Nell’affollarsi di ricordi e visioni, ritorna la maestra dell’infanzia, la “signora maes”, giudice e tribunale di vita (e di fede) che, insorgendo, obietta: “Di che fede, di che Gesù vuol parlare lei, lei, che, di sua volontà, e solo per prepararsi a un sicuro e meritato suicidio, si vende a destra e a manca?”. Ecco la grande riduzione del Divino ad “agenzia etica”. Ma, quella del Riboldi, è una redenzione nella disperazione, nel lamento di chi, anche solo per bestemmiarLo, Lo ha invocato. La venuta e l’incarnazione del Cristo nel frammento (e la lingua di Testori ne è testimonianza, immagine reale e viva) più sporco e perduto. Dentro quel male che Galimberti ha separato da Dio.
Sortì fuori. Fuori venne. Per ciappàrmi. Sortìron, anzi. Ricordo no. Perchè ‘des. ‘Des che lu el cunta, finit’è. Finit’è. Et per semper. Sortìron, ecco, le di lui. Le di lui mani, sì! V’eran due. Sui palmi. Buchi due. V’eran. El m’ha ciappà in di! El m’ha ciappà in di! In di so brasch, mamma! El m’ha ciappà in di! Lu! Lu! Il mà prì dan! Dan sé brà il mà! Il mà! Anca se io son ‘pena ‘rivato a dirci: ti faccio schifo no? Merito no che te tiri l’acqua e vada giù con la merda? Ma i suoi bracci! I so! I so! I so! E i dida! I so! I so! Mi stringevan su, mamma! Mi stringevan su, papà! Fu, ecco, fu. Come quando, fu. La prima volta. In la gièsa. D’Annò in. La prima volta che. Dervii che. I làber. Per ciappàl in la. In la bucca in. Lu! El Crist de tucch i assassìn, de tucch i vacch che sèm! Ma ‘des. ‘Des che eva la dernièr. ‘Des, lu. Tucch i àlter volt cunt i usèi! ‘Des lu i a scassàva! Tucch! Eren i so làber, eren! Eren i so! I so eren che ciappàvano didentro di loro me! Di dentro di loro me! Me ego, ciappàvano! Me ego, papà! Me ego, mamma!
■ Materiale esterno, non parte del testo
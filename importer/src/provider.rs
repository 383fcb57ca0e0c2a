//! Object storage backends for the file source.

use async_trait::async_trait;
use blockfeed_store::{StoreError, StreamFileData, StreamFileProvider};
use std::io::ErrorKind;
use std::path::PathBuf;
use std::sync::Arc;
use std::time::{Duration, UNIX_EPOCH};

use crate::config::{BucketConfig, BucketProvider};
use crate::ImporterError;

/// Build the provider selected in the bucket configuration.
pub fn provider_from_config(config: &BucketConfig) -> Result<Arc<dyn StreamFileProvider>, ImporterError> {
    Ok(match config.provider {
        BucketProvider::Local => Arc::new(LocalFileProvider::new(&config.root)),
        BucketProvider::Http => Arc::new(HttpBucketProvider::new(
            config.endpoint.clone(),
            config.download_timeout(),
        )?),
    })
}

// ── Local directory ─────────────────────────────────────────────────────

/// Objects laid out as plain files below a root directory.
#[derive(Clone, Debug)]
pub struct LocalFileProvider {
    root: PathBuf,
}

impl LocalFileProvider {
    pub fn new(root: impl Into<PathBuf>) -> Self {
        Self { root: root.into() }
    }
}

#[async_trait]
impl StreamFileProvider for LocalFileProvider {
    async fn get(&self, key: &str) -> Result<Option<StreamFileData>, StoreError> {
        let path = self.root.join(key);
        let bytes = match tokio::fs::read(&path).await {
            Ok(bytes) => bytes,
            Err(e) if e.kind() == ErrorKind::NotFound => return Ok(None),
            Err(e) => return Err(e.into()),
        };
        let last_modified = tokio::fs::metadata(&path)
            .await?
            .modified()?
            .duration_since(UNIX_EPOCH)
            .map(|d| d.as_millis() as i64)
            .unwrap_or_default();
        Ok(Some(StreamFileData {
            key: key.to_string(),
            bytes,
            last_modified,
        }))
    }

    async fn list_network(&self) -> Result<Vec<String>, StoreError> {
        let mut entries = match tokio::fs::read_dir(&self.root).await {
            Ok(entries) => entries,
            Err(e) if e.kind() == ErrorKind::NotFound => return Ok(Vec::new()),
            Err(e) => return Err(e.into()),
        };
        let mut folders = Vec::new();
        while let Some(entry) = entries.next_entry().await? {
            if entry.file_type().await?.is_dir() {
                folders.push(entry.file_name().to_string_lossy().into_owned());
            }
        }
        folders.sort();
        Ok(folders)
    }
}

// ── HTTP bucket ─────────────────────────────────────────────────────────

/// A bucket served over plain HTTP: objects at `{endpoint}/{key}`, the
/// network folder listing as a JSON array at `{endpoint}/`.
#[derive(Clone)]
pub struct HttpBucketProvider {
    http: reqwest::Client,
    endpoint: String,
}

impl HttpBucketProvider {
    pub fn new(endpoint: impl Into<String>, timeout: Duration) -> Result<Self, ImporterError> {
        let http = reqwest::Client::builder()
            .timeout(timeout)
            .connect_timeout(Duration::from_secs(10))
            .build()
            .map_err(|e| ImporterError::Config(format!("failed to create HTTP client: {e}")))?;
        Ok(Self {
            http,
            endpoint: endpoint.into().trim_end_matches('/').to_string(),
        })
    }

    pub fn endpoint(&self) -> &str {
        &self.endpoint
    }
}

fn backend(e: reqwest::Error) -> StoreError {
    StoreError::Backend(format!("request failed: {e}"))
}

/// `Last-Modified` is an HTTP date; missing or malformed headers read as 0.
fn parse_last_modified(value: Option<&str>) -> i64 {
    value
        .and_then(|v| chrono::DateTime::parse_from_rfc2822(v).ok())
        .map(|t| t.timestamp_millis())
        .unwrap_or_default()
}

#[async_trait]
impl StreamFileProvider for HttpBucketProvider {
    async fn get(&self, key: &str) -> Result<Option<StreamFileData>, StoreError> {
        let response = self
            .http
            .get(format!("{}/{}", self.endpoint, key))
            .send()
            .await
            .map_err(backend)?;

        if response.status() == reqwest::StatusCode::NOT_FOUND {
            return Ok(None);
        }
        if !response.status().is_success() {
            return Err(StoreError::Backend(format!(
                "bucket returned HTTP {} for {key}",
                response.status()
            )));
        }

        let last_modified = parse_last_modified(
            response
                .headers()
                .get(reqwest::header::LAST_MODIFIED)
                .and_then(|v| v.to_str().ok()),
        );
        let bytes = response.bytes().await.map_err(backend)?.to_vec();
        Ok(Some(StreamFileData {
            key: key.to_string(),
            bytes,
            last_modified,
        }))
    }

    async fn list_network(&self) -> Result<Vec<String>, StoreError> {
        let response = self
            .http
            .get(format!("{}/", self.endpoint))
            .send()
            .await
            .map_err(backend)?;
        if !response.status().is_success() {
            return Err(StoreError::Backend(format!(
                "bucket returned HTTP {} for the folder listing",
                response.status()
            )));
        }
        response
            .json::<Vec<String>>()
            .await
            .map_err(|e| StoreError::Serialization(format!("invalid folder listing: {e}")))
    }
}

#[cfg(test)]
mod tests {
    use super::*;

    #[tokio::test]
    async fn local_provider_reads_and_lists() {
        let dir = tempfile::tempdir().unwrap();
        std::fs::create_dir_all(dir.path().join("testnet/block")).unwrap();
        std::fs::create_dir_all(dir.path().join("previewnet")).unwrap();
        std::fs::write(dir.path().join("testnet/block/1.blk.zstd"), [1, 2, 3]).unwrap();

        let provider = LocalFileProvider::new(dir.path());
        let data = provider.get("testnet/block/1.blk.zstd").await.unwrap().unwrap();
        assert_eq!(data.bytes, vec![1, 2, 3]);
        assert!(data.last_modified > 0);
        assert!(provider.get("testnet/block/2.blk.zstd").await.unwrap().is_none());
        assert_eq!(
            provider.list_network().await.unwrap(),
            vec!["previewnet".to_string(), "testnet".to_string()]
        );
    }

    #[tokio::test]
    async fn missing_root_lists_nothing() {
        let provider = LocalFileProvider::new("/nonexistent/blockfeed/bucket");
        assert!(provider.list_network().await.unwrap().is_empty());
    }

    #[test]
    fn last_modified_header() {
        assert_eq!(
            parse_last_modified(Some("Thu, 01 Jan 1970 00:00:01 GMT")),
            1_000
        );
        assert_eq!(parse_last_modified(Some("yesterday")), 0);
        assert_eq!(parse_last_modified(None), 0);
    }

    #[test]
    fn endpoint_trailing_slash_is_dropped() {
        let provider = HttpBucketProvider::new("http://bucket.local/", Duration::from_secs(1)).unwrap();
        assert_eq!(provider.endpoint(), "http://bucket.local");
    }
}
Le braccia e le mani del Cristo, emergendo dalla ferita tutta carnale del Riboldi, lo sorreggono, lo sostengono in quel grido finale, ultimo. Una lacerazione del corpo, dell’essere fisico e biologico, nella cui bassezza e miseria Cristo accetta di incarnarsi, ripercorrendo anche la propria Via Crucis, il proprio calvario. E’ un dolore fattosi coscienza, e cioè peccato, quello del Riboldi, dentro cui il suo “Gesuìno” spalanca le braccia. Ribaltandosi la domanda di Nietzsche sulla utilità di un Dio che è solo bene, non viene che da chiedersi (o esclamare): non è forse più vero un Dio che, essendo amore e perdono, accade nel male umano? Una sorta di luce, l’indomani mattina, avvolgeva il corpo del Riboldi. Mentre il cielo della storia era stato riempito. E non si poteva più ritenere notte.
Quanti, l’indomani, s’affrettarono per primi ai treni, lo videro. Coperta d’un lenzuolo bianco, la barella, su cui era stato deposto, attraversò, infatti, l’intera stazione. Alcuni chiesero e seppero. Altri andaron oltre. Tutti, però, al passaggio, scorsero una sorta di luce che, lentissimamente, andava formandosi sopra il cadavere e pareva vincere il grigior delle volte e il buio di ciò che, di là da esse, risultava improprio definir alba, benchè neppur possibile fosse ritener notte.